Но тотчас же, привыкший с полуслова понимать недоговоренное владыкой своим, он схватился за щеку и, покачивая сокрушенно и виновато головою, начал просить у князя прощенья за свое «самочинство и самостремительность»:
– Княже мой, господине мой! Данило Романович, батюшко! Вот с места мне не сойти, коли еще что промолвил с нима! Токмо оббежал их, опередил, да и спрашиваю: чьи, мол, вы?
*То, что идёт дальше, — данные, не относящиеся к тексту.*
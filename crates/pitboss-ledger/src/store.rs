//! Ledger traits.
//!
//! [`LedgerView`] is the read side, [`LedgerTx`] adds writes, and
//! [`LedgerStore`] hands out transactions. A relational backend maps each
//! `LedgerTx` method onto statements inside one database transaction; the
//! guarded writes (`transition_match`, `upsert_bet`) become conditional
//! `UPDATE … WHERE state = ?` and `INSERT … ON CONFLICT` respectively.

use pitboss_types::{
    Bet, ChannelId, Coin, Match, MatchId, MatchState, RatingDelta, RatingRecord, Result, Symbol,
    User, UserId, WalletEntry,
};
use rust_decimal::Decimal;

/// Read access to ledger state.
pub trait LedgerView {
    fn user(&self, id: UserId) -> Option<User>;

    /// Case-insensitive username lookup.
    fn user_by_name(&self, username: &str) -> Option<User>;

    fn users(&self) -> Vec<User>;

    fn match_by_id(&self, id: MatchId) -> Option<Match>;

    /// Most recently opened match on `channel` whose state is in `states`.
    fn latest_match(&self, channel: &ChannelId, states: &[MatchState]) -> Option<Match>;

    /// Matches involving `user`, newest first.
    fn matches_for_user(&self, user: UserId) -> Vec<Match>;

    /// The (match, bettor) bet row, whatever its status.
    fn bet(&self, match_id: MatchId, bettor: UserId) -> Option<Bet>;

    /// Every bet row of a match, in placement order.
    fn bets_for_match(&self, match_id: MatchId) -> Vec<Bet>;

    /// Every bet row of a bettor, newest placement first.
    fn bets_for_user(&self, bettor: UserId) -> Vec<Bet>;

    fn rating(&self, user: UserId) -> Option<RatingRecord>;

    fn ratings(&self) -> Vec<RatingRecord>;

    fn rating_deltas(&self, match_id: MatchId) -> Vec<RatingDelta>;

    fn coin(&self, symbol: &str) -> Option<Coin>;

    fn coins(&self) -> Vec<Coin>;

    /// Zero for a wallet that was never written.
    fn wallet_balance(&self, user: UserId, symbol: &str) -> Decimal;

    /// All of one user's wallets, sorted by symbol.
    fn wallets_of(&self, user: UserId) -> Vec<(Symbol, Decimal)>;

    /// Every wallet of a coin.
    fn wallets(&self, symbol: &str) -> Vec<WalletEntry>;

    /// Sum of every wallet of a coin.
    fn circulation(&self, symbol: &str) -> Decimal;
}

/// Writes inside one transaction. Reads through the same handle observe
/// the transaction's own writes.
pub trait LedgerTx: LedgerView {
    /// # Errors
    /// `DuplicateUser` if the username is taken case-insensitively.
    fn insert_user(&mut self, user: User) -> Result<()>;

    /// # Errors
    /// `InvariantViolation` if the id already exists.
    fn insert_match(&mut self, matchup: Match) -> Result<()>;

    /// Compare-and-set the match state. Returns the updated row.
    ///
    /// # Errors
    /// - `MatchNotFound` if the id is unknown
    /// - `AlreadySettled` if the match is settled and `expected` is not
    /// - `StateConflict` on any other state mismatch
    fn transition_match(&mut self, id: MatchId, expected: MatchState, next: MatchState) -> Result<Match>;

    /// Overwrite a match row (scores, result fields). State changes go
    /// through [`LedgerTx::transition_match`].
    ///
    /// # Errors
    /// `MatchNotFound` if the id is unknown, `StateConflict` if `matchup`
    /// carries a different state than the stored row.
    fn update_match(&mut self, matchup: &Match) -> Result<()>;

    /// Insert the (match, bettor) row, or overwrite it when `replace` is set.
    /// The row keeps its id on overwrite. Returns the previous row, if any.
    ///
    /// # Errors
    /// `BetExists` if a row exists and `replace` is false.
    fn upsert_bet(&mut self, bet: Bet, replace: bool) -> Result<Option<Bet>>;

    /// # Errors
    /// `BetNotFound` if the row does not exist.
    fn update_bet(&mut self, bet: &Bet) -> Result<()>;

    fn put_rating(&mut self, record: RatingRecord);

    fn append_rating_delta(&mut self, delta: RatingDelta);

    /// Insert or overwrite a coin descriptor.
    fn put_coin(&mut self, coin: Coin);

    /// # Errors
    /// `InvalidAmount` if `amount` is negative.
    fn credit(&mut self, user: UserId, symbol: &str, amount: Decimal) -> Result<Decimal>;

    /// # Errors
    /// `InsufficientBalance` if the wallet cannot cover `amount`.
    fn debit(&mut self, user: UserId, symbol: &str, amount: Decimal) -> Result<Decimal>;
}

/// A ledger that runs closures as atomic transactions.
///
/// If `f` returns `Err`, none of its writes become visible. Transactions on
/// one store are serializable with respect to each other.
pub trait LedgerStore: Send + Sync {
    /// # Errors
    /// Whatever `f` returns, or `StoreUnavailable` from the backend.
    fn transaction<T, F>(&self, f: F) -> Result<T>
    where
        F: FnOnce(&mut dyn LedgerTx) -> Result<T>;

    /// Run `f` against a consistent snapshot.
    ///
    /// # Errors
    /// Whatever `f` returns, or `StoreUnavailable` from the backend.
    fn read<T, F>(&self, f: F) -> Result<T>
    where
        F: FnOnce(&dyn LedgerView) -> Result<T>;
}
Даже и за ручку меж собой не поздравствовались!
– Ну-ну, добре!.. – желая прервать его оправдания, ответил князь.
Однако воеводе еще хотелось изъяснить некоторые обстоятельства этой встречи.
– Данило Романович! – сказал он. – Я ведь их обоих еще ранее заприметил. Один-то боярин – именем Соногур. И якобы не из русских: жидкоусый! А на другого – на того ведь как обратил я внимание? Вижу, посреди пленных наших, обнищавших, между русского народа нашего, галицкого, ходит чей-то боярин, и расспрашивает, и нагинается к ним, и пособие подает… И до того мне больно стало сие и радостно!.. Ведь, Данило Романович!.. – воскликнул, прослезясь, дворский. – Ведь против наших-то, галицких, и рязанским людям, и суздальским…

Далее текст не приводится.